WORK TO BE COMPLETED | Filter this listing down to the lines that contain the word "CatalogError", and copy them.

STORED DATA |
☆ ☆ ☆

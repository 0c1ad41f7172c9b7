//! Import configuration loaded from TOML.
//!
//! ```toml
//! database = "data/clients.db"
//! table = "client_data"
//! batch_size = 500
//! max_reported_errors = 10
//! commit_mode = "all_or_nothing"   # or "incremental"
//! match_policy = "best_score"      # or "first_match"
//! catalog = "catalog.toml"         # optional; built-in sales catalog otherwise
//! required_fields = ["client_name", "value"]
//! ```
//!
//! Every key is optional.

use std::path::{Path, PathBuf};

use serde::Deserialize;

use crate::catalog::{Catalog, is_identifier};
use crate::error::{CatalogError, ImportError, ImportResult};
use crate::ingestion::pipeline::ImportOptions;
use crate::ingestion::resolve::MatchPolicy;
use crate::persist::{CommitMode, DEFAULT_BATCH_SIZE};
use crate::report::DEFAULT_MAX_REPORTED_ERRORS;

#[derive(Debug, Clone, PartialEq, Deserialize)]
#[serde(default, deny_unknown_fields)]
pub struct ImportConfig {
    /// SQLite database file.
    pub database: PathBuf,
    /// Table records are written to.
    pub table: String,
    pub batch_size: usize,
    pub max_reported_errors: usize,
    pub commit_mode: CommitMode,
    pub match_policy: MatchPolicy,
    /// Catalog TOML file. Relative paths are resolved against the config file's directory.
    pub catalog: Option<PathBuf>,
    pub required_fields: Option<Vec<String>>,
}

impl Default for ImportConfig {
    fn default() -> Self {
        Self {
            database: PathBuf::from("tabular_import.db"),
            table: "client_data".to_owned(),
            batch_size: DEFAULT_BATCH_SIZE,
            max_reported_errors: DEFAULT_MAX_REPORTED_ERRORS,
            commit_mode: CommitMode::default(),
            match_policy: MatchPolicy::default(),
            catalog: None,
            required_fields: None,
        }
    }
}

impl ImportConfig {
    /// Read and validate a config file.
    pub fn load(path: impl AsRef<Path>) -> ImportResult<Self> {
        let path = path.as_ref();
        let text = std::fs::read_to_string(path).map_err(|e| ImportError::Config {
            message: format!("failed to read config file '{}': {e}", path.display()),
        })?;
        let mut config = Self::from_toml_str(&text)?;
        if let (Some(catalog), Some(dir)) = (config.catalog.as_mut(), path.parent()) {
            if catalog.is_relative() {
                *catalog = dir.join(&*catalog);
            }
        }
        Ok(config)
    }

    pub fn from_toml_str(s: &str) -> ImportResult<Self> {
        let config: Self = toml::from_str(s)?;
        config.validate()?;
        Ok(config)
    }

    pub fn validate(&self) -> ImportResult<()> {
        if self.batch_size == 0 {
            return Err(config_error("batch_size must be > 0"));
        }
        if self.max_reported_errors == 0 {
            return Err(config_error("max_reported_errors must be > 0"));
        }
        if !is_identifier(&self.table) {
            return Err(config_error(format!(
                "'{}' is not a valid table name (expected [a-z_][a-z0-9_]*)",
                self.table
            )));
        }
        Ok(())
    }

    /// The configured catalog file, or the built-in sales catalog.
    ///
    /// Configured required fields must exist in the catalog.
    pub fn catalog(&self) -> ImportResult<Catalog> {
        let catalog = match &self.catalog {
            Some(path) => Catalog::load(path)?,
            None => Catalog::sales(),
        };
        for name in self.required_fields.iter().flatten() {
            if catalog.field(name).is_none() {
                return Err(CatalogError::UnknownField(name.clone()).into());
            }
        }
        Ok(catalog)
    }

    /// Import options carrying this config's settings; per-run flags are left at their defaults.
    pub fn import_options(&self) -> ImportOptions {
        ImportOptions {
            batch_size: self.batch_size,
            commit_mode: self.commit_mode,
            match_policy: self.match_policy,
            required_fields: self.required_fields.clone(),
            max_reported_errors: self.max_reported_errors,
            ..ImportOptions::default()
        }
    }
}

fn config_error(message: impl Into<String>) -> ImportError {
    ImportError::Config {
        message: message.into(),
    }
}
//! Dry-run analysis of an upload: how its headers line up with the catalog, plus a sample.

use std::collections::BTreeMap;

use serde::Serialize;

use crate::catalog::Catalog;
use crate::error::ImportResult;
use crate::types::RawValue;

use super::coerce::is_missing_token;
use super::csv::{Upload, parse_upload};
use super::pipeline::ImportOptions;
use super::resolve::resolve_columns;

/// Sample rows shown when the caller does not ask for a number.
pub const DEFAULT_SAMPLE_ROWS: usize = 10;

#[derive(Debug, Clone, PartialEq, Serialize)]
pub struct MatchingAnalysis {
    /// Canonical field -> upload header.
    pub matched_fields: BTreeMap<String, String>,
    /// Catalog fields no header matched.
    pub missing_fields: Vec<String>,
    /// Required fields among `missing_fields`.
    pub missing_required: Vec<String>,
    /// Upload headers no field uses.
    pub extra_columns: Vec<String>,
    /// matched / catalog fields x 100, two decimals.
    pub match_percentage: f64,
}

#[derive(Debug, Clone, PartialEq, Serialize)]
pub struct PreviewReport {
    pub filename: String,
    pub columns_found: Vec<String>,
    pub columns_count: usize,
    pub matching_analysis: MatchingAnalysis,
    /// First rows as header -> cell (`None` for missing cells).
    pub sample_data: Vec<BTreeMap<String, Option<String>>>,
    pub total_rows: usize,
    /// No required field is missing.
    pub ready_to_upload: bool,
    pub message: String,
}

/// Parse `upload` and report how it would be imported. Nothing is written anywhere.
pub fn preview(
    upload: &Upload,
    catalog: &Catalog,
    options: &ImportOptions,
    sample_rows: usize,
) -> ImportResult<PreviewReport> {
    let table = parse_upload(upload, options.format)?;
    let mapping = resolve_columns(&table.headers, catalog, options.match_policy);

    let matched_fields: BTreeMap<String, String> = mapping.matched().into_iter().collect();
    let missing_required = mapping.missing_required(&options.required_fields(catalog));
    let total_fields = catalog.fields().len();
    let match_percentage = round2(matched_fields.len() as f64 / total_fields as f64 * 100.0);

    let sample_data: Vec<BTreeMap<String, Option<String>>> = table
        .rows
        .iter()
        .take(sample_rows)
        .map(|row| {
            table
                .headers
                .iter()
                .enumerate()
                .map(|(i, h)| (h.clone(), sample_cell(row.cell(i))))
                .collect()
        })
        .collect();

    let message = format!(
        "{}: {}/{} fields matched",
        upload.filename,
        matched_fields.len(),
        total_fields
    );
    tracing::debug!(filename = %upload.filename, match_percentage, "preview built");

    Ok(PreviewReport {
        filename: upload.filename.clone(),
        columns_count: table.headers.len(),
        matching_analysis: MatchingAnalysis {
            missing_fields: mapping.unmatched_fields(),
            extra_columns: mapping.extra_headers(),
            matched_fields,
            missing_required: missing_required.clone(),
            match_percentage,
        },
        sample_data,
        total_rows: table.row_count(),
        ready_to_upload: missing_required.is_empty(),
        message,
        columns_found: table.headers,
    })
}

fn sample_cell(raw: &RawValue) -> Option<String> {
    match raw {
        RawValue::Missing => None,
        RawValue::Number(v) => Some(v.to_string()),
        RawValue::Text(s) if is_missing_token(s) => None,
        RawValue::Text(s) => Some(s.trim().to_owned()),
    }
}

fn round2(v: f64) -> f64 {
    (v * 100.0).round() / 100.0
}

#[cfg(test)]
mod tests {
    use super::*;
    use crate::catalog::FieldSpec;
    use crate::error::ImportError;

    fn catalog() -> Catalog {
        Catalog::new(vec![
            FieldSpec::text("client_name", &["cliente"]).identity(),
            FieldSpec::decimal("value", &["venta"]),
            FieldSpec::timestamp("date", &["fecha"]),
        ])
        .unwrap()
    }

    #[test]
    fn analyses_headers_and_samples_rows() {
        let up = Upload::new("s.csv", "Cliente,Venta,Notas\nAcme,10,n/a\nGlobex,,x\nInitech,3,y\n");
        let p = preview(&up, &catalog(), &ImportOptions::default(), 2).unwrap();

        assert_eq!(p.columns_found, vec!["Cliente", "Venta", "Notas"]);
        assert_eq!(p.total_rows, 3);
        assert_eq!(p.sample_data.len(), 2);
        assert_eq!(p.sample_data[0]["Notas"], None);
        assert_eq!(p.sample_data[1]["Cliente"].as_deref(), Some("Globex"));
        assert_eq!(p.sample_data[1]["Venta"], None);

        let m = &p.matching_analysis;
        assert_eq!(m.matched_fields["client_name"], "Cliente");
        assert_eq!(m.missing_fields, vec!["date"]);
        assert_eq!(m.extra_columns, vec!["Notas"]);
        assert_eq!(m.match_percentage, 66.67);
        assert!(p.ready_to_upload);
        assert_eq!(p.message, "s.csv: 2/3 fields matched");
    }

    #[test]
    fn not_ready_without_identity() {
        let up = Upload::new("s.csv", "Venta\n10\n");
        let p = preview(&up, &catalog(), &ImportOptions::default(), DEFAULT_SAMPLE_ROWS).unwrap();
        assert!(!p.ready_to_upload);
        assert_eq!(p.matching_analysis.missing_required, vec!["client_name"]);
    }

    #[test]
    fn unreadable_upload_is_an_error() {
        let err = preview(&Upload::new("s.csv", ""), &catalog(), &ImportOptions::default(), 5).unwrap_err();
        assert!(matches!(err, ImportError::EmptyTable { .. }));
    }
}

☆ ☆ ☆

WRITTEN RESPONSE |
use crate::error::{CatalogError, ImportError, ImportResult};
                return Err(CatalogError::UnknownField(name.clone()).into());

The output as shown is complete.